[Data extracts]

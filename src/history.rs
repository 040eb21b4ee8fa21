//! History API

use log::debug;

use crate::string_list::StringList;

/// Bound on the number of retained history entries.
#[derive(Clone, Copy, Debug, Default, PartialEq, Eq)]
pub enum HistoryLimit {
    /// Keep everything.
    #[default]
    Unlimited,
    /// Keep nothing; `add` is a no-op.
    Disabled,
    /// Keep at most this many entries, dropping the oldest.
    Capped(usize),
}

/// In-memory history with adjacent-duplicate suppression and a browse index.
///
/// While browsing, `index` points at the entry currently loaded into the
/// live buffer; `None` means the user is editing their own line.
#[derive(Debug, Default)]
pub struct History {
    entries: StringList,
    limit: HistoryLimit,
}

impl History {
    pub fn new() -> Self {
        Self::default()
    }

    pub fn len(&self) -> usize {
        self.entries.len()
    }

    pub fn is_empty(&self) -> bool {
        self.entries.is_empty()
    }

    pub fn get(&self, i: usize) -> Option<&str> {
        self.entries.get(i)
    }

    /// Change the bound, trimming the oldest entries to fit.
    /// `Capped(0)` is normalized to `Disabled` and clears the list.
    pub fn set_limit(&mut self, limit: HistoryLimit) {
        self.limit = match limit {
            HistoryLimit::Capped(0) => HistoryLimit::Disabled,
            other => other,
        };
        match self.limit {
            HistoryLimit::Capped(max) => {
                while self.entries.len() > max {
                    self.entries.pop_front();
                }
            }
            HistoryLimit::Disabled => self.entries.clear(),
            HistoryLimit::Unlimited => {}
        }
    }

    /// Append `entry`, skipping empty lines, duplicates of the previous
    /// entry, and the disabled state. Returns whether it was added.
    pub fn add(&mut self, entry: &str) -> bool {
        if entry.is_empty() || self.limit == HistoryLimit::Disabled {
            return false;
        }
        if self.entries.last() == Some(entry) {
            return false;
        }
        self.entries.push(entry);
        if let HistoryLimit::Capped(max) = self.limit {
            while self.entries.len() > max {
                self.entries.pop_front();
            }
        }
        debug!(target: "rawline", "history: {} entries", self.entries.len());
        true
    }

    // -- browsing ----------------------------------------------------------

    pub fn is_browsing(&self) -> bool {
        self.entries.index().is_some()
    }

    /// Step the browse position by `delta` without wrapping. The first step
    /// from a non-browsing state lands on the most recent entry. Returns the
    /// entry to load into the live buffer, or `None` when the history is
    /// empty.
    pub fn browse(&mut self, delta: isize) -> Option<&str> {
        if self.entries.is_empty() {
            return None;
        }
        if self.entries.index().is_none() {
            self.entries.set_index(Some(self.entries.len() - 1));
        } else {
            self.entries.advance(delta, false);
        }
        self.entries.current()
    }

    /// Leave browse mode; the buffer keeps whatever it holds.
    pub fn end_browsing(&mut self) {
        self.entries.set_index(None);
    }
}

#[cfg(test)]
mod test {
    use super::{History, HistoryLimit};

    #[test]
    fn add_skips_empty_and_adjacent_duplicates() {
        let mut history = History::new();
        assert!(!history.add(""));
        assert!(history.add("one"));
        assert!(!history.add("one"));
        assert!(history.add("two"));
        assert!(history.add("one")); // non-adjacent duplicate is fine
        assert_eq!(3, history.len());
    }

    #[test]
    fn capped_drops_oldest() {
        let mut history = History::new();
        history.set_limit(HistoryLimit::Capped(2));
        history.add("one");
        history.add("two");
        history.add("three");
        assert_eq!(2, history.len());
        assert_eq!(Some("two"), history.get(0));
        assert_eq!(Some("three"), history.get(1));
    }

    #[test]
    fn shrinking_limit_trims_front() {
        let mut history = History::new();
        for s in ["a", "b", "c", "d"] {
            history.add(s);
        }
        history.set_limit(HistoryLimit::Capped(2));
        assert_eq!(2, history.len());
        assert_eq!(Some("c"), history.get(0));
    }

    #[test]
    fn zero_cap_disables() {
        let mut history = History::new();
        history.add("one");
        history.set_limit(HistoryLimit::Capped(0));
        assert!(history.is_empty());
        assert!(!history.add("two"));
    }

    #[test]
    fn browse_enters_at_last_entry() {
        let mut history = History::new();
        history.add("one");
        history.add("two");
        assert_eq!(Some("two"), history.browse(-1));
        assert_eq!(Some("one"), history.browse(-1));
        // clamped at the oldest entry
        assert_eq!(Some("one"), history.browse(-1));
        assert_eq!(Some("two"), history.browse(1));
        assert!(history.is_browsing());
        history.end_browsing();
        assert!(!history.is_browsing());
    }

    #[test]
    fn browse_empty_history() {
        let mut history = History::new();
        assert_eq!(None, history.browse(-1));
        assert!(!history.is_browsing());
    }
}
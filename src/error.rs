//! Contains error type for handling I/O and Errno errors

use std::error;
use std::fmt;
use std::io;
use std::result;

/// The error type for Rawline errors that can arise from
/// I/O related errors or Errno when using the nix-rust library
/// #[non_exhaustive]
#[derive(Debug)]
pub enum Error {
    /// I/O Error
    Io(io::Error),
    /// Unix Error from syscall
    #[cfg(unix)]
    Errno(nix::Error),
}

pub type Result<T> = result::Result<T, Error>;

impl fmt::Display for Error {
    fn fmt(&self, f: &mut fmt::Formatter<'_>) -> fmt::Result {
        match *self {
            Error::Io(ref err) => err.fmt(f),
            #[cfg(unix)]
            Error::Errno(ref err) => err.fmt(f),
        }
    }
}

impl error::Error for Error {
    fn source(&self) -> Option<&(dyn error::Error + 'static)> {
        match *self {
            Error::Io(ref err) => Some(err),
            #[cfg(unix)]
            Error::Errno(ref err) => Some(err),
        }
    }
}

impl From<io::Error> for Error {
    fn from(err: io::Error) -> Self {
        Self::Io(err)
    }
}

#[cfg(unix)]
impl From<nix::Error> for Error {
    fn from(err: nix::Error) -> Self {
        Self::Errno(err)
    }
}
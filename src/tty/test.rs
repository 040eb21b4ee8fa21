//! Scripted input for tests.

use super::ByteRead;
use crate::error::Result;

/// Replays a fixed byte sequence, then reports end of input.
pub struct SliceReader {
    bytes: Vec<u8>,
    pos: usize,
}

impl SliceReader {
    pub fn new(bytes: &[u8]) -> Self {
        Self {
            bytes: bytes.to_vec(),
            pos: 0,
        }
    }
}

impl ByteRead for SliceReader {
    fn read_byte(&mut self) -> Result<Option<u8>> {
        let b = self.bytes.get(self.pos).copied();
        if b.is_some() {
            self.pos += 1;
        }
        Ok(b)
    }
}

[/Data extracts]

> _Prompt_:
The records above need to be returned in full, with nothing altered.

> _Task response_:
filename src/history.rs
repository 040eb21b4ee8fa21
//! History API

use log::debug;

use crate::string_list::StringList;

/// Bound on the number of retained history entries.
#[derive(Clone, Copy, Debug, Default, PartialEq, Eq)]
pub enum HistoryLimit {
    /// Keep everything.
    #[default]
    Unlimited,
    /// Keep nothing; `add` is a no-op.
    Disabled,
    /// Keep at most this many entries, dropping the oldest.
    Capped(usize),
}

/// In-memory history with adjacent-duplicate suppression and a browse index.
///
/// While browsing, `index` points at the entry currently loaded into the
/// live buffer; `None` means the user is editing their own line.
#[derive(Debug, Default)]
pub struct History {
    entries: StringList,
    limit: HistoryLimit,
}

impl History {
    pub fn new() -> Self {
        Self::default()
    }

    pub fn len(&self) -> usize {
        self.entries.len()
    }

    pub fn is_empty(&self) -> bool {
        self.entries.is_empty()
    }

    pub fn get(&self, i: usize) -> Option<&str> {
        self.entries.get(i)
    }

    /// Change the bound, trimming the oldest entries to fit.
    /// `Capped(0)` is normalized to `Disabled` and clears the list.
    pub fn set_limit(&mut self, limit: HistoryLimit) {
        self.limit = match limit {
            HistoryLimit::Capped(0) => HistoryLimit::Disabled,
            other => other,
        };
        match self.limit {
            HistoryLimit::Capped(max) => {
                while self.entries.len() > max {
                    self.entries.pop_front();
                }
            }
            HistoryLimit::Disabled => self.entries.clear(),
            HistoryLimit::Unlimited => {}
        }
    }

    /// Append `entry`, skipping empty lines, duplicates of the previous
    /// entry, and the disabled state. Returns whether it was added.
    pub fn add(&mut self, entry: &str) -> bool {
        if entry.is_empty() || self.limit == HistoryLimit::Disabled {
            return false;
        }
        if self.entries.last() == Some(entry) {
            return false;
        }
        self.entries.push(entry);
        if let HistoryLimit::Capped(max) = self.limit {
            while self.entries.len() > max {
                self.entries.pop_front();
            }
        }
        debug!(target: "rawline", "history: {} entries", self.entries.len());
        true
    }

    // -- browsing ----------------------------------------------------------

    pub fn is_browsing(&self) -> bool {
        self.entries.index().is_some()
    }

    /// Step the browse position by `delta` without wrapping. The first step
    /// from a non-browsing state lands on the most recent entry. Returns the
    /// entry to load into the live buffer, or `None` when the history is
    /// empty.
    pub fn browse(&mut self, delta: isize) -> Option<&str> {
        if self.entries.is_empty() {
            return None;
        }
        if self.entries.index().is_none() {
            self.entries.set_index(Some(self.entries.len() - 1));
        } else {
            self.entries.advance(delta, false);
        }
        self.entries.current()
    }

    /// Leave browse mode; the buffer keeps whatever it holds.
    pub fn end_browsing(&mut self) {
        self.entries.set_index(None);
    }
}

#[cfg(test)]
mod test {
    use super::{History, HistoryLimit};

    #[test]
    fn add_skips_empty_and_adjacent_duplicates() {
        let mut history = History::new();
        assert!(!history.add(""));
        assert!(history.add("one"));
        assert!(!history.add("one"));
        assert!(history.add("two"));
        assert!(history.add("one")); // non-adjacent duplicate is fine
        assert_eq!(3, history.len());
    }

    #[test]
    fn capped_drops_oldest() {
        let mut history = History::new();
        history.set_limit(HistoryLimit::Capped(2));
        history.add("one");
        history.add("two");
        history.add("three");
        assert_eq!(2, history.len());
        assert_eq!(Some("two"), history.get(0));
        assert_eq!(Some("three"), history.get(1));
    }

    #[test]
    fn shrinking_limit_trims_front() {
        let mut history = History::new();
        for s in ["a", "b", "c", "d"] {
            history.add(s);
        }
        history.set_limit(HistoryLimit::Capped(2));
        assert_eq!(2, history.len());
        assert_eq!(Some("c"), history.get(0));
    }

    #[test]
    fn zero_cap_disables() {
        let mut history = History::new();
        history.add("one");
        history.set_limit(HistoryLimit::Capped(0));
        assert!(history.is_empty());
        assert!(!history.add("two"));
    }

    #[test]
    fn browse_enters_at_last_entry() {
        let mut history = History::new();
        history.add("one");
        history.add("two");
        assert_eq!(Some("two"), history.browse(-1));
        assert_eq!(Some("one"), history.browse(-1));
        // clamped at the oldest entry
        assert_eq!(Some("one"), history.browse(-1));
        assert_eq!(Some("two"), history.browse(1));
        assert!(history.is_browsing());
        history.end_browsing();
        assert!(!history.is_browsing());
    }

    #[test]
    fn browse_empty_history() {
        let mut history = History::new();
        assert_eq!(None, history.browse(-1));
        assert!(!history.is_browsing());
    }
}
filename src/error.rs
//! Contains error type for handling I/O and Errno errors

use std::error;
use std::fmt;
use std::io;
use std::result;

/// The error type for Rawline errors that can arise from
/// I/O related errors or Errno when using the nix-rust library
/// #[non_exhaustive]
#[derive(Debug)]
pub enum Error {
    /// I/O Error
    Io(io::Error),
    /// Unix Error from syscall
    #[cfg(unix)]
    Errno(nix::Error),
}

pub type Result<T> = result::Result<T, Error>;

impl fmt::Display for Error {
    fn fmt(&self, f: &mut fmt::Formatter<'_>) -> fmt::Result {
        match *self {
            Error::Io(ref err) => err.fmt(f),
            #[cfg(unix)]
            Error::Errno(ref err) => err.fmt(f),
        }
    }
}

impl error::Error for Error {
    fn source(&self) -> Option<&(dyn error::Error + 'static)> {
        match *self {
            Error::Io(ref err) => Some(err),
            #[cfg(unix)]
            Error::Errno(ref err) => Some(err),
        }
    }
}

impl From<io::Error> for Error {
    fn from(err: io::Error) -> Self {
        Self::Io(err)
    }
}

#[cfg(unix)]
impl From<nix::Error> for Error {
    fn from(err: nix::Error) -> Self {
        Self::Errno(err)
    }
}
filename src/tty/test.rs
repository 040eb21b4ee8fa21
//! Scripted input for tests.

use super::ByteRead;
use crate::error::Result;

/// Replays a fixed byte sequence, then reports end of input.
pub struct SliceReader {
    bytes: Vec<u8>,
    pos: usize,
}

impl SliceReader {
    pub fn new(bytes: &[u8]) -> Self {
        Self {
            bytes: bytes.to_vec(),
            pos: 0,
        }
    }
}

impl ByteRead for SliceReader {
    fn read_byte(&mut self) -> Result<Option<u8>> {
        let b = self.bytes.get(self.pos).copied();
        if b.is_some() {
            self.pos += 1;
        }
        Ok(b)
    }
}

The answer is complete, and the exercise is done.